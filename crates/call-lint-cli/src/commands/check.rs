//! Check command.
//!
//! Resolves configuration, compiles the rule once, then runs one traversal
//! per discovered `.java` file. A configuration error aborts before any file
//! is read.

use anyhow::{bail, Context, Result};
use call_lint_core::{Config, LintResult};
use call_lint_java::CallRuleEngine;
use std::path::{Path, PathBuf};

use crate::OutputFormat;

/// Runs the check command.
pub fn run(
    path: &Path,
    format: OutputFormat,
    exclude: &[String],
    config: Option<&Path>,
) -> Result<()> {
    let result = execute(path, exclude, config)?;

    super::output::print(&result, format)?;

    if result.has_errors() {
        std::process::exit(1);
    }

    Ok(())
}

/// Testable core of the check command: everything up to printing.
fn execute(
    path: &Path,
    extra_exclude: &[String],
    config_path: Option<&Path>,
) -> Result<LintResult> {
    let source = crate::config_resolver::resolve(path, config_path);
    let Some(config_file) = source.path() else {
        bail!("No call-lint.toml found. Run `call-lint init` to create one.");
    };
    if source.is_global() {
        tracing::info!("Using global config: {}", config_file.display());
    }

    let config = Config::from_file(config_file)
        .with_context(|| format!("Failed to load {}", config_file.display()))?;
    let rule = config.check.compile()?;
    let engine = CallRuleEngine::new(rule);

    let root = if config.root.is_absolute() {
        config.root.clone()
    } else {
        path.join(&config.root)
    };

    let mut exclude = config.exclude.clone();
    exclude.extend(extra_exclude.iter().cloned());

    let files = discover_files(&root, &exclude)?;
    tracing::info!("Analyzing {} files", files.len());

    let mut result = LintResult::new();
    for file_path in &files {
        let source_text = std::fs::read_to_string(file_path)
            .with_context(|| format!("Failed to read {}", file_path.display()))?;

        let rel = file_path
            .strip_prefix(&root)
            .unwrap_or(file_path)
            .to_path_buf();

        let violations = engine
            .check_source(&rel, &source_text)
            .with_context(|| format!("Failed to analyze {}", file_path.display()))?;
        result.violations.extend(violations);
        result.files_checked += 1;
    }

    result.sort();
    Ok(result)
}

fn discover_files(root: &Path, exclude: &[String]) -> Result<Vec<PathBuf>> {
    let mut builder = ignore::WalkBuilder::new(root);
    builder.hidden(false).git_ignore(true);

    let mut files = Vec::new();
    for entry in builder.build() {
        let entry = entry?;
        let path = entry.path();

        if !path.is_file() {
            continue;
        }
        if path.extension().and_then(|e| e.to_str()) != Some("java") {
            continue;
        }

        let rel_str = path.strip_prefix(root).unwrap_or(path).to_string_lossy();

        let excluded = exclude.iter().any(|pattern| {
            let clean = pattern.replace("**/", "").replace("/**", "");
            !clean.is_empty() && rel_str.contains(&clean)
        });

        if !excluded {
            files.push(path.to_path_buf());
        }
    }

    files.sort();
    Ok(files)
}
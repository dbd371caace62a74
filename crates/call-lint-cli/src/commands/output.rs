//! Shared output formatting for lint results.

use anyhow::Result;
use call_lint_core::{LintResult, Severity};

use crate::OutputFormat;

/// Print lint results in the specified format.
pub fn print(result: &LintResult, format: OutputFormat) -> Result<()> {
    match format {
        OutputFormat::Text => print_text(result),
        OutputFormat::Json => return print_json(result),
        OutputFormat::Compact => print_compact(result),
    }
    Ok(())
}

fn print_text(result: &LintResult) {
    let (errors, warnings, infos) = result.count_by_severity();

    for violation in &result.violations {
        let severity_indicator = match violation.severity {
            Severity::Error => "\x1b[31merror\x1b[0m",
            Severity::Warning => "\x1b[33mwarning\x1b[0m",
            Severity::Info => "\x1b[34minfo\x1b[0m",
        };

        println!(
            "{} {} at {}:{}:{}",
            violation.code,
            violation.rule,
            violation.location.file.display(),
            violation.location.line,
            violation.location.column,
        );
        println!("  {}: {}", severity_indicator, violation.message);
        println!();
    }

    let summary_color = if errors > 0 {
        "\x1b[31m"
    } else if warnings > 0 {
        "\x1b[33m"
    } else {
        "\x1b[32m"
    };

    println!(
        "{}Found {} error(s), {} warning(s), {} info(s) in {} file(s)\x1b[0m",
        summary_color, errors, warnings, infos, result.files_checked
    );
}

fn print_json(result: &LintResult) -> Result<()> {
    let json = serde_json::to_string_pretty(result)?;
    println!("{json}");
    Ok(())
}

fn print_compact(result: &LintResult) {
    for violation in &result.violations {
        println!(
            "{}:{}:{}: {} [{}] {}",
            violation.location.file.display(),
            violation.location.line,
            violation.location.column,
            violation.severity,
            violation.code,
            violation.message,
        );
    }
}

# GOAL OF THE EXERCISE
Reproduce the records above with every character intact.

# FINISHED TASK
filename crates/call-lint-cli/src/commands/check.rs
//! Check command.
//!
//! Resolves configuration, compiles the rule once, then runs one traversal
//! per discovered `.java` file. A configuration error aborts before any file
//! is read.

use anyhow::{bail, Context, Result};
use call_lint_core::{Config, LintResult};
use call_lint_java::CallRuleEngine;
use std::path::{Path, PathBuf};

use crate::OutputFormat;

/// Runs the check command.
pub fn run(
    path: &Path,
    format: OutputFormat,
    exclude: &[String],
    config: Option<&Path>,
) -> Result<()> {
    let result = execute(path, exclude, config)?;

    super::output::print(&result, format)?;

    if result.has_errors() {
        std::process::exit(1);
    }

    Ok(())
}

/// Testable core of the check command: everything up to printing.
fn execute(
    path: &Path,
    extra_exclude: &[String],
    config_path: Option<&Path>,
) -> Result<LintResult> {
    let source = crate::config_resolver::resolve(path, config_path);
    let Some(config_file) = source.path() else {
        bail!("No call-lint.toml found. Run `call-lint init` to create one.");
    };
    if source.is_global() {
        tracing::info!("Using global config: {}", config_file.display());
    }

    let config = Config::from_file(config_file)
        .with_context(|| format!("Failed to load {}", config_file.display()))?;
    let rule = config.check.compile()?;
    let engine = CallRuleEngine::new(rule);

    let root = if config.root.is_absolute() {
        config.root.clone()
    } else {
        path.join(&config.root)
    };

    let mut exclude = config.exclude.clone();
    exclude.extend(extra_exclude.iter().cloned());

    let files = discover_files(&root, &exclude)?;
    tracing::info!("Analyzing {} files", files.len());

    let mut result = LintResult::new();
    for file_path in &files {
        let source_text = std::fs::read_to_string(file_path)
            .with_context(|| format!("Failed to read {}", file_path.display()))?;

        let rel = file_path
            .strip_prefix(&root)
            .unwrap_or(file_path)
            .to_path_buf();

        let violations = engine
            .check_source(&rel, &source_text)
            .with_context(|| format!("Failed to analyze {}", file_path.display()))?;
        result.violations.extend(violations);
        result.files_checked += 1;
    }

    result.sort();
    Ok(result)
}

fn discover_files(root: &Path, exclude: &[String]) -> Result<Vec<PathBuf>> {
    let mut builder = ignore::WalkBuilder::new(root);
    builder.hidden(false).git_ignore(true);

    let mut files = Vec::new();
    for entry in builder.build() {
        let entry = entry?;
        let path = entry.path();

        if !path.is_file() {
            continue;
        }
        if path.extension().and_then(|e| e.to_str()) != Some("java") {
            continue;
        }

        let rel_str = path.strip_prefix(root).unwrap_or(path).to_string_lossy();

        let excluded = exclude.iter().any(|pattern| {
            let clean = pattern.replace("**/", "").replace("/**", "");
            !clean.is_empty() && rel_str.contains(&clean)
        });

        if !excluded {
            files.push(path.to_path_buf());
        }
    }

    files.sort();
    Ok(files)
}
repository dbd371caace62a74
filename crates/call-lint-cli/src/commands/output.rs
//! Shared output formatting for lint results.

use anyhow::Result;
use call_lint_core::{LintResult, Severity};

use crate::OutputFormat;

/// Print lint results in the specified format.
pub fn print(result: &LintResult, format: OutputFormat) -> Result<()> {
    match format {
        OutputFormat::Text => print_text(result),
        OutputFormat::Json => return print_json(result),
        OutputFormat::Compact => print_compact(result),
    }
    Ok(())
}

fn print_text(result: &LintResult) {
    let (errors, warnings, infos) = result.count_by_severity();

    for violation in &result.violations {
        let severity_indicator = match violation.severity {
            Severity::Error => "\x1b[31merror\x1b[0m",
            Severity::Warning => "\x1b[33mwarning\x1b[0m",
            Severity::Info => "\x1b[34minfo\x1b[0m",
        };

        println!(
            "{} {} at {}:{}:{}",
            violation.code,
            violation.rule,
            violation.location.file.display(),
            violation.location.line,
            violation.location.column,
        );
        println!("  {}: {}", severity_indicator, violation.message);
        println!();
    }

    let summary_color = if errors > 0 {
        "\x1b[31m"
    } else if warnings > 0 {
        "\x1b[33m"
    } else {
        "\x1b[32m"
    };

    println!(
        "{}Found {} error(s), {} warning(s), {} info(s) in {} file(s)\x1b[0m",
        summary_color, errors, warnings, infos, result.files_checked
    );
}

fn print_json(result: &LintResult) -> Result<()> {
    let json = serde_json::to_string_pretty(result)?;
    println!("{json}");
    Ok(())
}

fn print_compact(result: &LintResult) {
    for violation in &result.violations {
        println!(
            "{}:{}:{}: {} [{}] {}",
            violation.location.file.display(),
            violation.location.line,
            violation.location.column,
            violation.severity,
            violation.code,
            violation.message,
        );
    }
}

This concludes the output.